> [TASK TO CARRY OUT] When you retype the listing, keep every word exactly as it appears.

> [DATA SECTION]

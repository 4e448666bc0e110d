// Token retrieval endpoint

use crate::middleware::{IssuedToken, mint};
use crate::token::TokenAuthority;
use parapet_core::{Error, HttpRequest, HttpResponse};
use tracing::warn;

/// `GET` handler returning `{ csrfToken, headerName, cookieName }`.
///
/// Uses the token the middleware issued for this request. If there is none
/// (for example the route was reached with an exempt unsafe method) a token
/// is minted here and its cookie set. Without the CSRF middleware in the
/// chain there is nothing to mint with and the answer is 400.
pub async fn csrf_token_handler(mut req: HttpRequest) -> Result<HttpResponse, Error> {
    if let Some(issued) = req.extensions.get::<IssuedToken>() {
        return HttpResponse::ok().with_json(issued);
    }

    let Some(authority) = req.extensions.get::<TokenAuthority>().cloned() else {
        warn!(path = %req.path, "CSRF token requested but CSRF middleware is not installed");
        return HttpResponse::bad_request().with_json(&serde_json::json!({
            "error": "csrf_unavailable",
            "message": "CSRF protection is not configured for this route",
        }));
    };

    let issued = mint(&authority, &mut req);
    Ok(HttpResponse::ok()
        .with_cookie(&authority.config().token_cookie(&issued.token))
        .with_json(&issued)?)
}

#[cfg(test)]
mod tests {
    use super::*;
    use crate::CsrfConfig;

    fn authority() -> TokenAuthority {
        TokenAuthority::new(CsrfConfig::new(b"test_secret_key_32_bytes_long!!!".to_vec()).unwrap())
            .unwrap()
    }

    #[tokio::test]
    async fn test_returns_issued_token() {
        let mut req = HttpRequest::new("GET", "/api/csrf-token");
        req.extensions.insert(IssuedToken {
            token: "issued".to_string(),
            header_name: "x-csrf-token".to_string(),
            cookie_name: "csrf-token".to_string(),
        });

        let response = csrf_token_handler(req).await.unwrap();
        let body: serde_json::Value = response.json().unwrap();
        assert_eq!(body["csrfToken"], "issued");
        assert!(response.cookies.is_empty());
    }

    #[tokio::test]
    async fn test_mints_when_nothing_issued() {
        let authority = authority();
        let mut req = HttpRequest::new("POST", "/api/csrf-token");
        req.extensions.insert(authority.clone());

        let response = csrf_token_handler(req).await.unwrap();
        assert_eq!(response.status, 200);

        let body: serde_json::Value = response.json().unwrap();
        let token = body["csrfToken"].as_str().unwrap();
        assert!(authority.verify(Some(token), None).is_ok());
        assert_eq!(response.cookie("csrf-token").unwrap().value(), token);
    }

    #[tokio::test]
    async fn test_without_middleware_is_bad_request() {
        let response = csrf_token_handler(HttpRequest::new("GET", "/api/csrf-token"))
            .await
            .unwrap();
        assert_eq!(response.status, 400);
    }
}
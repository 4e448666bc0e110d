//! reqwest-backed transport.

use crate::{ClientRequest, HttpClientConfig, HttpClientError, Response, Result, Transport};
use async_trait::async_trait;
use std::sync::Arc;
use tracing::debug;

/// HTTP client over a pooled `reqwest::Client`.
#[derive(Clone)]
pub struct HttpClient {
    inner: reqwest::Client,
    config: Arc<HttpClientConfig>,
}

impl HttpClient {
    /// Create a new HTTP client with the given configuration.
    pub fn new(config: HttpClientConfig) -> Result<Self> {
        let mut builder = reqwest::Client::builder()
            .timeout(config.timeout)
            .connect_timeout(config.connect_timeout)
            .pool_idle_timeout(config.pool_idle_timeout)
            .pool_max_idle_per_host(config.pool_max_idle_per_host)
            .user_agent(&config.user_agent)
            .gzip(config.gzip)
            .brotli(config.brotli);

        if config.follow_redirects {
            builder = builder.redirect(reqwest::redirect::Policy::limited(config.max_redirects));
        } else {
            builder = builder.redirect(reqwest::redirect::Policy::none());
        }

        let inner = builder
            .build()
            .map_err(|e| HttpClientError::RequestBuild(e.to_string()))?;

        Ok(Self {
            inner,
            config: Arc::new(config),
        })
    }

    /// Client for `base_url` with default settings.
    pub fn with_base_url(base_url: impl Into<String>) -> Result<Self> {
        Self::new(HttpClientConfig::builder().base_url(base_url).build())
    }

    /// Get the underlying reqwest client.
    pub fn inner(&self) -> &reqwest::Client {
        &self.inner
    }

    pub fn config(&self) -> &HttpClientConfig {
        &self.config
    }

    /// Resolve a request path against the base URL.
    pub fn resolve(&self, path: &str) -> Result<url::Url> {
        match &self.config.base_url {
            Some(base) => {
                let base =
                    url::Url::parse(base).map_err(|e| HttpClientError::InvalidUrl(e.to_string()))?;
                base.join(path)
                    .map_err(|e| HttpClientError::InvalidUrl(e.to_string()))
            }
            None => url::Url::parse(path).map_err(|e| HttpClientError::InvalidUrl(e.to_string())),
        }
    }
}

#[async_trait]
impl Transport for HttpClient {
    async fn send(&self, request: ClientRequest) -> Result<Response> {
        let url = self.resolve(&request.path)?;
        debug!(method = %request.method, url = %url, "Sending request");

        let mut builder = self.inner.request(request.method, url);
        for (name, value) in &self.config.default_headers {
            builder = builder.header(name.as_str(), value.as_str());
        }
        builder = builder.headers(request.headers);
        if !request.body.is_empty() {
            builder = builder.body(request.body);
        }

        let response = self.inner.execute(builder.build()?).await.map_err(|e| {
            if e.is_timeout() {
                HttpClientError::Timeout(self.config.timeout)
            } else if e.is_connect() {
                HttpClientError::Connection(e.to_string())
            } else {
                HttpClientError::Http(e)
            }
        })?;

        debug!(status = %response.status(), "Response received");
        Response::from_reqwest(response).await
    }
}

> [EXPECTED ANSWER]
repository 4e448666bc0e110d
// Token retrieval endpoint

use crate::middleware::{IssuedToken, mint};
use crate::token::TokenAuthority;
use parapet_core::{Error, HttpRequest, HttpResponse};
use tracing::warn;

/// `GET` handler returning `{ csrfToken, headerName, cookieName }`.
///
/// Uses the token the middleware issued for this request. If there is none
/// (for example the route was reached with an exempt unsafe method) a token
/// is minted here and its cookie set. Without the CSRF middleware in the
/// chain there is nothing to mint with and the answer is 400.
pub async fn csrf_token_handler(mut req: HttpRequest) -> Result<HttpResponse, Error> {
    if let Some(issued) = req.extensions.get::<IssuedToken>() {
        return HttpResponse::ok().with_json(issued);
    }

    let Some(authority) = req.extensions.get::<TokenAuthority>().cloned() else {
        warn!(path = %req.path, "CSRF token requested but CSRF middleware is not installed");
        return HttpResponse::bad_request().with_json(&serde_json::json!({
            "error": "csrf_unavailable",
            "message": "CSRF protection is not configured for this route",
        }));
    };

    let issued = mint(&authority, &mut req);
    Ok(HttpResponse::ok()
        .with_cookie(&authority.config().token_cookie(&issued.token))
        .with_json(&issued)?)
}

#[cfg(test)]
mod tests {
    use super::*;
    use crate::CsrfConfig;

    fn authority() -> TokenAuthority {
        TokenAuthority::new(CsrfConfig::new(b"test_secret_key_32_bytes_long!!!".to_vec()).unwrap())
            .unwrap()
    }

    #[tokio::test]
    async fn test_returns_issued_token() {
        let mut req = HttpRequest::new("GET", "/api/csrf-token");
        req.extensions.insert(IssuedToken {
            token: "issued".to_string(),
            header_name: "x-csrf-token".to_string(),
            cookie_name: "csrf-token".to_string(),
        });

        let response = csrf_token_handler(req).await.unwrap();
        let body: serde_json::Value = response.json().unwrap();
        assert_eq!(body["csrfToken"], "issued");
        assert!(response.cookies.is_empty());
    }

    #[tokio::test]
    async fn test_mints_when_nothing_issued() {
        let authority = authority();
        let mut req = HttpRequest::new("POST", "/api/csrf-token");
        req.extensions.insert(authority.clone());

        let response = csrf_token_handler(req).await.unwrap();
        assert_eq!(response.status, 200);

        let body: serde_json::Value = response.json().unwrap();
        let token = body["csrfToken"].as_str().unwrap();
        assert!(authority.verify(Some(token), None).is_ok());
        assert_eq!(response.cookie("csrf-token").unwrap().value(), token);
    }

    #[tokio::test]
    async fn test_without_middleware_is_bad_request() {
        let response = csrf_token_handler(HttpRequest::new("GET", "/api/csrf-token"))
            .await
            .unwrap();
        assert_eq!(response.status, 400);
    }
}
repository 4e448666bc0e110d
//! reqwest-backed transport.

use crate::{ClientRequest, HttpClientConfig, HttpClientError, Response, Result, Transport};
use async_trait::async_trait;
use std::sync::Arc;
use tracing::debug;

/// HTTP client over a pooled `reqwest::Client`.
#[derive(Clone)]
pub struct HttpClient {
    inner: reqwest::Client,
    config: Arc<HttpClientConfig>,
}

impl HttpClient {
    /// Create a new HTTP client with the given configuration.
    pub fn new(config: HttpClientConfig) -> Result<Self> {
        let mut builder = reqwest::Client::builder()
            .timeout(config.timeout)
            .connect_timeout(config.connect_timeout)
            .pool_idle_timeout(config.pool_idle_timeout)
            .pool_max_idle_per_host(config.pool_max_idle_per_host)
            .user_agent(&config.user_agent)
            .gzip(config.gzip)
            .brotli(config.brotli);

        if config.follow_redirects {
            builder = builder.redirect(reqwest::redirect::Policy::limited(config.max_redirects));
        } else {
            builder = builder.redirect(reqwest::redirect::Policy::none());
        }

        let inner = builder
            .build()
            .map_err(|e| HttpClientError::RequestBuild(e.to_string()))?;

        Ok(Self {
            inner,
            config: Arc::new(config),
        })
    }

    /// Client for `base_url` with default settings.
    pub fn with_base_url(base_url: impl Into<String>) -> Result<Self> {
        Self::new(HttpClientConfig::builder().base_url(base_url).build())
    }

    /// Get the underlying reqwest client.
    pub fn inner(&self) -> &reqwest::Client {
        &self.inner
    }

    pub fn config(&self) -> &HttpClientConfig {
        &self.config
    }

    /// Resolve a request path against the base URL.
    pub fn resolve(&self, path: &str) -> Result<url::Url> {
        match &self.config.base_url {
            Some(base) => {
                let base =
                    url::Url::parse(base).map_err(|e| HttpClientError::InvalidUrl(e.to_string()))?;
                base.join(path)
                    .map_err(|e| HttpClientError::InvalidUrl(e.to_string()))
            }
            None => url::Url::parse(path).map_err(|e| HttpClientError::InvalidUrl(e.to_string())),
        }
    }
}

#[async_trait]
impl Transport for HttpClient {
    async fn send(&self, request: ClientRequest) -> Result<Response> {
        let url = self.resolve(&request.path)?;
        debug!(method = %request.method, url = %url, "Sending request");

        let mut builder = self.inner.request(request.method, url);
        for (name, value) in &self.config.default_headers {
            builder = builder.header(name.as_str(), value.as_str());
        }
        builder = builder.headers(request.headers);
        if !request.body.is_empty() {
            builder = builder.body(request.body);
        }

        let response = self.inner.execute(builder.build()?).await.map_err(|e| {
            if e.is_timeout() {
                HttpClientError::Timeout(self.config.timeout)
            } else if e.is_connect() {
                HttpClientError::Connection(e.to_string())
            } else {
                HttpClientError::Http(e)
            }
        })?;

        debug!(status = %response.status(), "Response received");
        Response::from_reqwest(response).await
    }
}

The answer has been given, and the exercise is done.